What you need to do: Give back exactly the stretch of data below from the line holding "pub struct Event" through the line holding "An event of", both ends included, and leave the remaining lines out.

Material provided:
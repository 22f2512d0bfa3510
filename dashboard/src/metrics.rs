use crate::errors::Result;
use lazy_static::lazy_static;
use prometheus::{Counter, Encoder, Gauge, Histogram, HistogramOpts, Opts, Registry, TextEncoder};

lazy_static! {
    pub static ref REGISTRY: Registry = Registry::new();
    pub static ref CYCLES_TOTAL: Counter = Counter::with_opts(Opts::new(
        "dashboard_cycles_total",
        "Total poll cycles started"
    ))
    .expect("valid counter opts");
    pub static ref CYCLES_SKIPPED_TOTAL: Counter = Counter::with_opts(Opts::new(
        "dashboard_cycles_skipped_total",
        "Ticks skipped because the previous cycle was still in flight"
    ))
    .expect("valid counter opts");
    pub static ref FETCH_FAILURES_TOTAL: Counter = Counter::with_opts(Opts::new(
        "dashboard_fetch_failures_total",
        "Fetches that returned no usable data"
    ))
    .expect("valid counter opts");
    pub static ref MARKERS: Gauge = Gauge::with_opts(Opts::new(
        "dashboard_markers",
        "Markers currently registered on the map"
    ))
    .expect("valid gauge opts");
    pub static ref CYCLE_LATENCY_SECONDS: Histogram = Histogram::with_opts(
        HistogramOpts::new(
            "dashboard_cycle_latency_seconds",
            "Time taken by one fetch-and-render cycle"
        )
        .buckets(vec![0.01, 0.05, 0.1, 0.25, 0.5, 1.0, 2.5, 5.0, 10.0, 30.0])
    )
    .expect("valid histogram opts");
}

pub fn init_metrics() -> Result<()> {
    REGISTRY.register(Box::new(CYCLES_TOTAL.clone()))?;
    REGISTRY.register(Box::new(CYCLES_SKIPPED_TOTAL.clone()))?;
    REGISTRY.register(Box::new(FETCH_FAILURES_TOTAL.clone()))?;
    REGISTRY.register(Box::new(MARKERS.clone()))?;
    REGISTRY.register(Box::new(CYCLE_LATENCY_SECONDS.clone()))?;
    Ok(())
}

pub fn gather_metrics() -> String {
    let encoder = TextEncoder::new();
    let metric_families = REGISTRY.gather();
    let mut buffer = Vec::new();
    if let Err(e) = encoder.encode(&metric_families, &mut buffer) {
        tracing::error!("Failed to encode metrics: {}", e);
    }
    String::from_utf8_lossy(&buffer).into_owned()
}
* * *
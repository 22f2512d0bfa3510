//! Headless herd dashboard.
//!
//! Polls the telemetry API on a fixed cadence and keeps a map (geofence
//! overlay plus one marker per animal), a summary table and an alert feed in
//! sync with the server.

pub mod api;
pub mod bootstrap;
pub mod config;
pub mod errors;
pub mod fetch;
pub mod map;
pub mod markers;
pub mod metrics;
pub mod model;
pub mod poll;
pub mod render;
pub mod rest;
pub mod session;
---
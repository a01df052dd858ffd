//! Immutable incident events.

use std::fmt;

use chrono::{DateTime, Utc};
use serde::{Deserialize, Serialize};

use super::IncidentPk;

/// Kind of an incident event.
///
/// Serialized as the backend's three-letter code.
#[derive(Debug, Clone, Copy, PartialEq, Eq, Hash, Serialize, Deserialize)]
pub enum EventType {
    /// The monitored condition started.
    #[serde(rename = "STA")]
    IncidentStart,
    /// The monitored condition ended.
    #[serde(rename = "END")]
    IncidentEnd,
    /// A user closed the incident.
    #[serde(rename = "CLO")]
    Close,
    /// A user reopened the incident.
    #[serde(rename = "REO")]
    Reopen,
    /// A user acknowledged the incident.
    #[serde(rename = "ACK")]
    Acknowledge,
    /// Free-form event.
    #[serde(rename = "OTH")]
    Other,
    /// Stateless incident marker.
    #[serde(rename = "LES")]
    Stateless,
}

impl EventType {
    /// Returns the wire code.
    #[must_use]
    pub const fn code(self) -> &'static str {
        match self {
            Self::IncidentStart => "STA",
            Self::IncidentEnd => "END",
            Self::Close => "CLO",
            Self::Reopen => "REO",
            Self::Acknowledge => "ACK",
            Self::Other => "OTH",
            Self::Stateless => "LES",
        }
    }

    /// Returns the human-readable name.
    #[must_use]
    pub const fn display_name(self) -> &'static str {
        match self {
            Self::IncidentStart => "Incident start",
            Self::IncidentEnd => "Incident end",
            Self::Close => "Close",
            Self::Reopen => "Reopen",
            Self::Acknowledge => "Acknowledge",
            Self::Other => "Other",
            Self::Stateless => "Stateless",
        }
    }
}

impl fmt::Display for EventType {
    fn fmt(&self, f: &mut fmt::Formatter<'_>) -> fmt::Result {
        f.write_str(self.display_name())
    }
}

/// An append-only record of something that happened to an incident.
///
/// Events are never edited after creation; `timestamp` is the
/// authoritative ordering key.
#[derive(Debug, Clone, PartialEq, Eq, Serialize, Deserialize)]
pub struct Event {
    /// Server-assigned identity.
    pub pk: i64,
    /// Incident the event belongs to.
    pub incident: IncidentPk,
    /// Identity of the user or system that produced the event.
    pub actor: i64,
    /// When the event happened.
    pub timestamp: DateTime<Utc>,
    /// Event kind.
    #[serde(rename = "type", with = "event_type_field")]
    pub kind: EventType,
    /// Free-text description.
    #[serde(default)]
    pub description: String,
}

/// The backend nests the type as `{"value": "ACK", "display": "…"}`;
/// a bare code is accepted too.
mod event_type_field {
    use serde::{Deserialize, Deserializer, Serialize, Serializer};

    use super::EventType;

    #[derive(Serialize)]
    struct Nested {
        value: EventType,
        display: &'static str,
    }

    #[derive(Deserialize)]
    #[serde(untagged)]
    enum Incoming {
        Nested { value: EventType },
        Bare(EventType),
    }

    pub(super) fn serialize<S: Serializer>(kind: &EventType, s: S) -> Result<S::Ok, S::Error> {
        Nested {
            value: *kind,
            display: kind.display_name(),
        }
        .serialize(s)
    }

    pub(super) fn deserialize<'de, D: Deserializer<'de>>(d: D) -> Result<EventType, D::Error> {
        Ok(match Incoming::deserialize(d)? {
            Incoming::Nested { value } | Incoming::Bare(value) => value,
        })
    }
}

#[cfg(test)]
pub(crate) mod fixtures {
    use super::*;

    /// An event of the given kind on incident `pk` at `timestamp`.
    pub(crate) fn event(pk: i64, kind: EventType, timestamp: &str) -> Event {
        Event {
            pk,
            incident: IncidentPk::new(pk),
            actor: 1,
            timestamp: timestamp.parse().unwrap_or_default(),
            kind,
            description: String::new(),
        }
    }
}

Answer below:
pub struct Event {
    /// Server-assigned identity.
    pub pk: i64,
    /// Incident the event belongs to.
    pub incident: IncidentPk,
    /// Identity of the user or system that produced the event.
    pub actor: i64,
    /// When the event happened.
    pub timestamp: DateTime<Utc>,
    /// Event kind.
    #[serde(rename = "type", with = "event_type_field")]
    pub kind: EventType,
    /// Free-text description.
    #[serde(default)]
    pub description: String,
}

/// The backend nests the type as `{"value": "ACK", "display": "…"}`;
/// a bare code is accepted too.
mod event_type_field {
    use serde::{Deserialize, Deserializer, Serialize, Serializer};

    use super::EventType;

    #[derive(Serialize)]
    struct Nested {
        value: EventType,
        display: &'static str,
    }

    #[derive(Deserialize)]
    #[serde(untagged)]
    enum Incoming {
        Nested { value: EventType },
        Bare(EventType),
    }

    pub(super) fn serialize<S: Serializer>(kind: &EventType, s: S) -> Result<S::Ok, S::Error> {
        Nested {
            value: *kind,
            display: kind.display_name(),
        }
        .serialize(s)
    }

    pub(super) fn deserialize<'de, D: Deserializer<'de>>(d: D) -> Result<EventType, D::Error> {
        Ok(match Incoming::deserialize(d)? {
            Incoming::Nested { value } | Incoming::Bare(value) => value,
        })
    }
}

#[cfg(test)]
pub(crate) mod fixtures {
    use super::*;

    /// An event of the given kind on incident `pk` at `timestamp`.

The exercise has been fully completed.